> _WHAT YOU WILL DO_:
Please repeat the lines below exactly. Begin with the line containing "item.setVisible(visible);" and go on through the line containing "use objc2::MainThreadMarker;".

Stored data entries
[Start of Attachment]

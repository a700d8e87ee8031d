//! NSStatusItem-backed indicator slots

use std::cell::RefCell;
use std::rc::Rc;

use objc2::rc::Retained;
use objc2::runtime::{AnyObject, NSObject, NSObjectProtocol};
use objc2::{define_class, msg_send, sel, MainThreadMarker, MainThreadOnly};
use objc2_app_kit::{
    NSApplication, NSEvent, NSEventMask, NSEventModifierFlags, NSEventType, NSImage,
    NSStatusBar, NSStatusItem,
};
use objc2_foundation::NSString;

use crate::event::{ControlEvent, ControlSender};
use crate::presence::Click;
use crate::shell::{Glyph, ScreenPoint, SlotHandle, SlotId, StatusArea};

define_class!(
    #[unsafe(super(NSObject))]
    #[thread_kind = MainThreadOnly]
    #[name = "StowbarArrowTarget"]
    #[ivars = ControlSender]
    struct ArrowTarget;

    unsafe impl NSObjectProtocol for ArrowTarget {}

    impl ArrowTarget {
        #[unsafe(method(arrowClicked:))]
        fn arrow_clicked(&self, _sender: Option<&AnyObject>) {
            let app = NSApplication::sharedApplication(self.mtm());
            let click = app
                .currentEvent()
                .map(|event| click_from_event(&event))
                .unwrap_or(Click::Primary { modifier: false });
            self.ivars().send(ControlEvent::ArrowClicked(click));
        }
    }
);

impl ArrowTarget {
    fn new(mtm: MainThreadMarker, sender: ControlSender) -> Retained<Self> {
        let this = Self::alloc(mtm).set_ivars(sender);
        unsafe { msg_send![super(this), init] }
    }
}

fn click_from_event(event: &NSEvent) -> Click {
    let event_type = event.r#type();
    if event_type == NSEventType::RightMouseUp || event_type == NSEventType::RightMouseDown {
        return Click::Secondary;
    }
    Click::Primary {
        modifier: event.modifierFlags().contains(NSEventModifierFlags::Control),
    }
}

fn symbol_name(glyph: Glyph) -> &'static str {
    match glyph {
        Glyph::Separator => "poweron",
        Glyph::Collapse => "chevron.right",
        Glyph::Expand => "chevron.left",
    }
}

/// The arrow item, shared with the menu presenter which anchors to it.
pub type ArrowItemCell = Rc<RefCell<Option<Retained<NSStatusItem>>>>;

pub struct AppKitStatusArea {
    mtm: MainThreadMarker,
    status_bar: Retained<NSStatusBar>,
    arrow_target: Retained<ArrowTarget>,
    arrow_item: ArrowItemCell,
}

impl AppKitStatusArea {
    pub fn new(mtm: MainThreadMarker, sender: ControlSender) -> Self {
        Self {
            mtm,
            status_bar: NSStatusBar::systemStatusBar(),
            arrow_target: ArrowTarget::new(mtm, sender),
            arrow_item: Rc::new(RefCell::new(None)),
        }
    }

    pub fn arrow_item(&self) -> ArrowItemCell {
        self.arrow_item.clone()
    }
}

impl StatusArea for AppKitStatusArea {
    type Handle = AppKitSlot;

    fn register(&mut self, slot: SlotId, initial_width: f64) -> AppKitSlot {
        let item = self.status_bar.statusItemWithLength(initial_width);
        item.setAutosaveName(Some(&NSString::from_str(slot.autosave_name())));

        if slot == SlotId::Arrow {
            if let Some(button) = item.button(self.mtm) {
                unsafe {
                    let _: () = msg_send![&button, setTarget: &*self.arrow_target];
                    let _: () = msg_send![&button, setAction: sel!(arrowClicked:)];
                }
                button.sendActionOn(NSEventMask::LeftMouseUp | NSEventMask::RightMouseUp);
            }
            *self.arrow_item.borrow_mut() = Some(item.clone());
        }
        log::debug!("Registered status item {:?}", slot);

        AppKitSlot {
            mtm: self.mtm,
            id: slot,
            status_bar: self.status_bar.clone(),
            item: Some(item),
            arrow_item: self.arrow_item.clone(),
        }
    }
}

pub struct AppKitSlot {
    mtm: MainThreadMarker,
    id: SlotId,
    status_bar: Retained<NSStatusBar>,
    item: Option<Retained<NSStatusItem>>,
    arrow_item: ArrowItemCell,
}

impl SlotHandle for AppKitSlot {
    fn set_width(&mut self, width: f64) {
        if let Some(item) = &self.item {
            item.setLength(width);
        }
    }

    fn set_icon(&mut self, glyph: Glyph) {
        let Some(button) = self.item.as_ref().and_then(|item| item.button(self.mtm)) else {
            return;
        };
        let image = NSImage::imageWithSystemSymbolName_accessibilityDescription(
            &NSString::from_str(symbol_name(glyph)),
            None,
        );
        match image {
            Some(image) => {
                image.setTemplate(true);
                button.setImage(Some(&image));
            }
            None => log::warn!("Missing symbol for {:?}", glyph),
        }
    }

    fn screen_position(&self) -> Option<ScreenPoint> {
        let button = self.item.as_ref()?.button(self.mtm)?;
        let frame = button.window()?.frame();
        Some(ScreenPoint {
            x: frame.origin.x,
            y: frame.origin.y,
        })
    }

    fn set_visible(&mut self, visible: bool) {
        if let Some(item) = &self.item {
            item.setVisible(visible);
        }
    }

    fn remove(&mut self) {
        if let Some(item) = self.item.take() {
            self.status_bar.removeStatusItem(&item);
            if self.id == SlotId::Arrow {
                *self.arrow_item.borrow_mut() = None;
            }
            log::debug!("Removed status item {:?}", self.id);
        }
    }
}
//! AppKit and CoreGraphics backends, and the main-thread control loop.

mod activation;
mod display;
mod hotkey;
mod interaction;
mod menu;
mod status_item;

use std::time::Instant;

use objc2::MainThreadMarker;
use objc2_app_kit::{NSApplication, NSApplicationActivationPolicy, NSEventMask};
use objc2_foundation::NSDate;

use crate::app::{App, Flow};
use crate::config::SharedConfig;
use crate::device;
use crate::display::DisplayModeSelector;
use crate::event::ControlBus;
use crate::presence::StatusBarPresence;

use activation::{AppKitProcesses, ResignActiveObserver};
use display::CgDisplayBackend;
use hotkey::HotkeyMonitor;
use interaction::AppKitInteraction;
use menu::MenuTarget;
use status_item::AppKitStatusArea;

/// Longest the loop waits for an AppKit event before checking the bus and
/// deadlines again.
const PUMP_INTERVAL_SECS: f64 = 0.05;

/// Builds every component and runs until a Quit event arrives.
pub fn run(config: SharedConfig, bus: ControlBus) {
    let Some(mtm) = MainThreadMarker::new() else {
        log::error!("stowbar must run on the main thread");
        return;
    };

    let app = NSApplication::sharedApplication(mtm);
    // Accessory policy: no dock icon, no app menu
    app.setActivationPolicy(NSApplicationActivationPolicy::Accessory);
    unsafe { app.finishLaunching() };

    let sender = bus.sender();
    let menu_target = MenuTarget::new(mtm, sender.clone());
    let mut area = AppKitStatusArea::new(mtm, sender.clone());
    let interaction = AppKitInteraction::new(mtm, area.arrow_item(), menu_target.clone());
    let processes = AppKitProcesses::new(mtm, menu_target);

    let presence = StatusBarPresence::new(&mut area, processes, interaction, config.clone());
    let display = DisplayModeSelector::new(CgDisplayBackend::main());
    let hotkey = config.read().ok().and_then(|c| c.hotkey.hotkey());
    let mut stowbar = App::new(presence, display, config, device::has_notch());

    let _resign_observer = ResignActiveObserver::install(sender.clone());
    // Registered once; a changed combo takes effect on the next launch.
    let _hotkey_monitor = hotkey.and_then(|hotkey| HotkeyMonitor::start(hotkey, sender));

    stowbar.launch(Instant::now());

    loop {
        let date = NSDate::dateWithTimeIntervalSinceNow(PUMP_INTERVAL_SECS);
        while let Some(event) = unsafe {
            app.nextEventMatchingMask_untilDate_inMode_dequeue(
                NSEventMask::Any,
                Some(&date),
                objc2_foundation::NSDefaultRunLoopMode,
                true,
            )
        } {
            log::trace!("Event type: {:?}", event.r#type());
            app.sendEvent(&event);
            app.updateWindows();
        }

        while let Some(event) = bus.try_next() {
            if stowbar.handle(event) == Flow::Exit {
                stowbar.shutdown();
                return;
            }
        }
        stowbar.tick(Instant::now());
    }
}
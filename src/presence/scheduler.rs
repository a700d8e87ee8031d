//! Single-slot auto-collapse timer.
//!
//! The timer is a deadline that the control loop polls, so firing always
//! happens on the control thread. Each arm mints a new token; a deadline
//! whose token is no longer current can never fire.

use std::time::{Duration, Instant};

/// Identifies one arming of the scheduler.
#[derive(Debug, Clone, Copy, PartialEq, Eq)]
pub struct TimerToken(u64);

#[derive(Debug, Clone, Copy)]
struct Pending {
    token: TimerToken,
    deadline: Instant,
    delay: Duration,
}

#[derive(Debug, Default)]
pub struct AutoCollapseScheduler {
    pending: Option<Pending>,
    next_token: u64,
}

impl AutoCollapseScheduler {
    pub fn new() -> Self {
        Self::default()
    }

    /// Invalidates any pending timer, then schedules a new one `delay` from
    /// `now` when a delay is given. `None` means auto-collapse is off or the
    /// bar is not expanded.
    pub fn arm_at(&mut self, delay: Option<Duration>, now: Instant) -> Option<TimerToken> {
        self.disarm();
        let delay = delay?;

        self.next_token += 1;
        let token = TimerToken(self.next_token);
        self.pending = Some(Pending {
            token,
            deadline: now + delay,
            delay,
        });
        log::debug!("Auto-collapse armed for {:?}", delay);
        Some(token)
    }

    pub fn arm(&mut self, delay: Option<Duration>) -> Option<TimerToken> {
        self.arm_at(delay, Instant::now())
    }

    pub fn disarm(&mut self) {
        if let Some(pending) = self.pending.take() {
            log::trace!("Auto-collapse timer {:?} invalidated", pending.token);
        }
    }

    pub fn is_armed(&self) -> bool {
        self.pending.is_some()
    }

    pub fn pending_delay(&self) -> Option<Duration> {
        self.pending.map(|p| p.delay)
    }

    pub fn current_token(&self) -> Option<TimerToken> {
        self.pending.map(|p| p.token)
    }

    /// Returns true exactly once when the pending deadline has passed,
    /// clearing the slot.
    pub fn take_due(&mut self, now: Instant) -> bool {
        match self.pending {
            Some(p) if now >= p.deadline => {
                self.pending = None;
                true
            }
            _ => false,
        }
    }
}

[End of Attachment]

> _EXERCISE RESULT_:
            item.setVisible(visible);
        }
    }

    fn remove(&mut self) {
        if let Some(item) = self.item.take() {
            self.status_bar.removeStatusItem(&item);
            if self.id == SlotId::Arrow {
                *self.arrow_item.borrow_mut() = None;
            }
            log::debug!("Removed status item {:?}", self.id);
        }
    }
}
//! AppKit and CoreGraphics backends, and the main-thread control loop.

mod activation;
mod display;
mod hotkey;
mod interaction;
mod menu;
mod status_item;

use std::time::Instant;

use objc2::MainThreadMarker;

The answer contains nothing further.